Pulso CdMx / La justicia en campaña
Las opiniones vertidas en este artículo son responsabilidad de quien las emite y no de esta casa editorial. Aquí se respeta la libertad de expresión¿A favor o en contra de la reforma judicial? Este debate ya terminó. Ahora toca votar. Ya arrancaron las campañas para elegir a una gran parte de las personas juezas, magistradas y ministras del poder judicial en un contexto complejo marcado por la distancia entre el poder judicial y la ciudadanía. Aun no se sabe cuál será el nivel de participación electoral frente a los retos de esta elección como el número de casillas, la movilidad de las personas votantes o el tiempo de espera para lograr votar.

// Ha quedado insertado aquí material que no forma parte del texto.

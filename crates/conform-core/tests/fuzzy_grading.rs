//! Fuzzy grading with a scripted judge.

use std::path::PathBuf;
use std::sync::Arc;

use conform_core::fuzzy::{
    read_transcript, Artifact, FuzzyGrader, JudgeConfig, JudgeError, ScriptedJudge, ScriptedReply,
    TranscriptWriter,
};
use conform_core::grade::{grade, Verdict};
use conform_core::{GroundTruthSet, ReferenceEvaluator, Rulebook};
use conform_state::SubstrateMode;

const ENTITY: &str = "LanguageCandidates";

fn load() -> (Rulebook, GroundTruthSet) {
    let path =
        PathBuf::from(env!("CARGO_MANIFEST_DIR")).join("tests/fixtures/language_candidates.json");
    let rb = Rulebook::load(&path).unwrap();
    let gt = ReferenceEvaluator::new(&rb).unwrap().evaluate().unwrap();
    (rb, gt)
}

fn artifact() -> Artifact {
    Artifact {
        name: "english-prose".into(),
        text: "A language is anything with syntax that must be parsed and cannot be held.".into(),
        files: vec![],
    }
}

fn prompt_value<'a>(prompt: &'a str, prefix: &str) -> &'a str {
    prompt
        .lines()
        .find_map(|l| l.strip_prefix(prefix))
        .unwrap_or_default()
        .trim()
}

/// Judge that answers from the ground truth, with a hook to misbehave.
fn oracle(
    gt: GroundTruthSet,
    misbehave: impl Fn(&str, &str) -> Option<ScriptedReply> + Send + Sync + 'static,
) -> ScriptedJudge {
    ScriptedJudge::new(move |prompt| {
        let field = prompt_value(prompt, "- name:").to_string();
        let header = prompt
            .lines()
            .find(|l| l.starts_with("## Record ("))
            .unwrap_or_default();
        let key = header
            .rsplit("key ")
            .next()
            .unwrap_or_default()
            .trim_end_matches(')')
            .to_string();
        if let Some(reply) = misbehave(&key, &field) {
            return reply;
        }
        let value = gt
            .table(ENTITY)
            .and_then(|t| t.record(&key))
            .and_then(|r| r.get(&field))
            .map(|v| v.to_json())
            .unwrap_or(serde_json::Value::Null);
        ScriptedReply::Text(format!("```json\n{{\"value\": {value}}}\n```"))
    })
}

fn config() -> JudgeConfig {
    JudgeConfig {
        timeout_secs: 5,
        max_retries: 1,
        ..JudgeConfig::default()
    }
}

#[tokio::test(start_paused = true)]
async fn judge_timeout_fails_only_that_record() {
    let (rb, gt) = load();
    let judge = Arc::new(oracle(gt.clone(), |key, _| {
        (key == "python").then_some(ScriptedReply::Hang)
    }));
    let grader = FuzzyGrader::new("english", judge.clone(), &config());

    let answers = grader.answer(&artifact(), &rb, &gt).await.unwrap();
    let summary = grade("english", &gt, &answers.output).with_mode(SubstrateMode::Fuzzy);

    let failed: Vec<_> = summary.failures().collect();
    assert_eq!(failed.len(), 5, "{failed:#?}");
    for f in &failed {
        assert_eq!(f.key, "python");
        assert!(matches!(&f.verdict, Verdict::JudgeError { reason } if reason.contains("timed out")));
    }
    assert!(summary.passed > 0);
    assert_eq!(answers.stats.fields_failed, 5);
    // Each hanging field is tried twice, then given up.
    assert_eq!(
        answers.stats.attempts,
        answers.stats.fields_queried + answers.stats.fields_failed
    );
}

#[tokio::test]
async fn malformed_reply_is_retried_once() {
    let (rb, gt) = load();
    let judge = Arc::new(oracle(gt.clone(), |key, field| {
        (key == "english" && field == "Question")
            .then(|| ScriptedReply::Text("I am not sure.".into()))
    }));
    let grader = FuzzyGrader::new("english", judge.clone(), &config());

    let answers = grader.answer(&artifact(), &rb, &gt).await.unwrap();
    let summary = grade("english", &gt, &answers.output);
    let failed: Vec<_> = summary.failures().collect();
    assert_eq!(failed.len(), 1);
    assert_eq!(failed[0].field, "Question");
    assert!(failed[0].actual_display().starts_with("judge error:"));
    assert_eq!(judge.calls() as u64, answers.stats.attempts);
}

#[tokio::test]
async fn transcript_records_every_attempt() {
    let (rb, gt) = load();
    let judge = Arc::new(oracle(gt.clone(), |key, _| {
        (key == "rock").then(|| ScriptedReply::Fail(JudgeError::Http("503".into())))
    }));
    let dir = tempfile::tempdir().unwrap();
    let path = dir.path().join("transcripts/english.jsonl");
    let transcript = TranscriptWriter::create(&path).await.unwrap();
    let grader = FuzzyGrader::new("english", judge.clone(), &config()).with_transcript(transcript);

    let answers = grader.answer(&artifact(), &rb, &gt).await.unwrap();
    let entries = read_transcript(&path).unwrap();
    assert_eq!(entries.len() as u64, answers.stats.attempts);
    assert!(entries.iter().all(|e| e.judge == "scripted/test"));
    let rock: Vec<_> = entries.iter().filter(|e| e.key == "rock").collect();
    assert!(!rock.is_empty());
    assert!(rock.iter().all(|e| e.error.is_some() && e.value.is_none()));
    assert!(rock.iter().any(|e| e.attempt == 2));
}

#[tokio::test]
async fn judge_sees_raw_fields_only() {
    let (rb, gt) = load();
    let judge = Arc::new(ScriptedJudge::new(|prompt| {
        assert!(!prompt.contains("\"HasGrammar\""), "calculated value leaked into prompt");
        ScriptedReply::Text("{\"value\": null}".into())
    }));
    let grader = FuzzyGrader::new("english", judge, &config());
    grader.answer(&artifact(), &rb, &gt).await.unwrap();
}
/// Extract `value` from a judge reply: fenced code block first, then the
/// whole text, then the first flat `{...}` object found.
pub fn extract_value(response: &str) -> JudgeResult<serde_json::Value> {
    let mut candidates: Vec<&str> = Vec::new();
    if let Some(body) = FENCED.captures(response).and_then(|c| c.get(1)) {
        candidates.push(body.as_str());
    }
    candidates.push(response.trim());
    if let Some(m) = FLAT_OBJECT.find(response) {
        candidates.push(m.as_str());
    }

    for candidate in candidates {
        if let Ok(serde_json::Value::Object(mut map)) = serde_json::from_str(candidate) {
            if let Some(value) = map.remove("value") {
                return Ok(value);
            }
        }
    }
    Err(JudgeError::MalformedResponse(format!(
        "no {{\"value\": ...}} object in: {}",
        clip(response, 200)
    )))
}

// ---------------------------------------------------------------------------
// Rate limiting
// ---------------------------------------------------------------------------

/// Enforces a minimum interval between judge queries.
#[derive(Debug)]
pub struct RateLimiter {
    min_interval: Duration,
    next_allowed: Mutex<Option<Instant>>,
}

impl RateLimiter {
    pub fn new(min_interval: Duration) -> Self {
        Self {
            min_interval,
            next_allowed: Mutex::new(None),
        }
    }

    /// Wait until a query may be sent, then reserve the next slot.
    pub async fn acquire(&self) {
        let mut next = self.next_allowed.lock().await;
        if let Some(at) = *next {
            if Instant::now() < at {
                tokio::time::sleep_until(at).await;
            }
        }
        *next = Some(Instant::now() + self.min_interval);
    }
}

La justicia mexicana enfrenta retos enormes, desde la corrupción hasta la impunidad estructural, pasando por la sobrecarga de trabajo y la desigualdad en su acceso pleno. En este contexto, elegir personas magistradas, juezas y ministras comprometidas, independientes y capaces puede hacer toda la diferencia.
¿Para quién votar este 1 de junio? La primera acción responsable es informarse. El Instituto Nacional Electoral lanzó, a través del sistema “Conóceles”, una plataforma digital: https://candidaturaspoderjudicial.ine.mx/ en la cual las personas candidatas tuvieron que llenar un perfil que puede ser consultado por la ciudadanía que cuenta con acceso digital. Si bien la página parece de fácil acceso es lamentable ver que, a pesar de las demandas de la sociedad civil y de los activismos, no se cuente con la información sobre la pertenencia de las candidaturas a grupos de atención prioritaria: juventudes, diversidad sexual y de género, indígenas, afromexicanas, personas con discapacidad. Organizaciones de la sociedad civil están también preparando ejercicios de observación electoral que permitirán difundir informaciones claves para determinar el sentido de nuestro voto.
Si bien las restricciones son claras para las personas candidatas que no podrán realizar actos proselitistas masivos, campañas de desprestigio, vincularse con partidos, hacer uso de recursos públicos o privados no autorizados o prometer resoluciones futuras, las autoridades electorales tienen la responsabilidad de sancionar esas faltas que ya se están cometiendo incluso desde actos anticipados de campaña en la ilegalidad y hasta ahora en la impunidad.
La calidad del sistema judicial afecta directamente la vida cotidiana. Las personas electas serán responsables de garantizar derechos, defender libertades y mantener el equilibrio democrático. De su desempeño dependerán cuestiones tan diversas y esenciales como la protección de nuestros derechos humanos, la lucha contra la corrupción, la seguridad ciudadana y hasta el respeto al medio ambiente.
Fuera de cualquier ideología partidista, elijamos a personas juzgadoras capaces, profesionales, con trayectoria comprobada y ejemplar, sin escándalos de corrupción o de vinculación con el crimen. Elijamos a quienes sí se han comprometido con las causas y han trabajado para la progresividad de los derechos frente a la ola mundial conservadora anti derechos.
Frente a quienes cuestionan la pertinencia de involucrarse en este proceso, cabe recordar que ninguna democracia sólida puede prescindir de una ciudadanía comprometida, informada y activa. Participar en la elección del poder judicial no es solamente ejercer un derecho. Es asumir una responsabilidad compartida sobre el tipo de país en el que queremos vivir.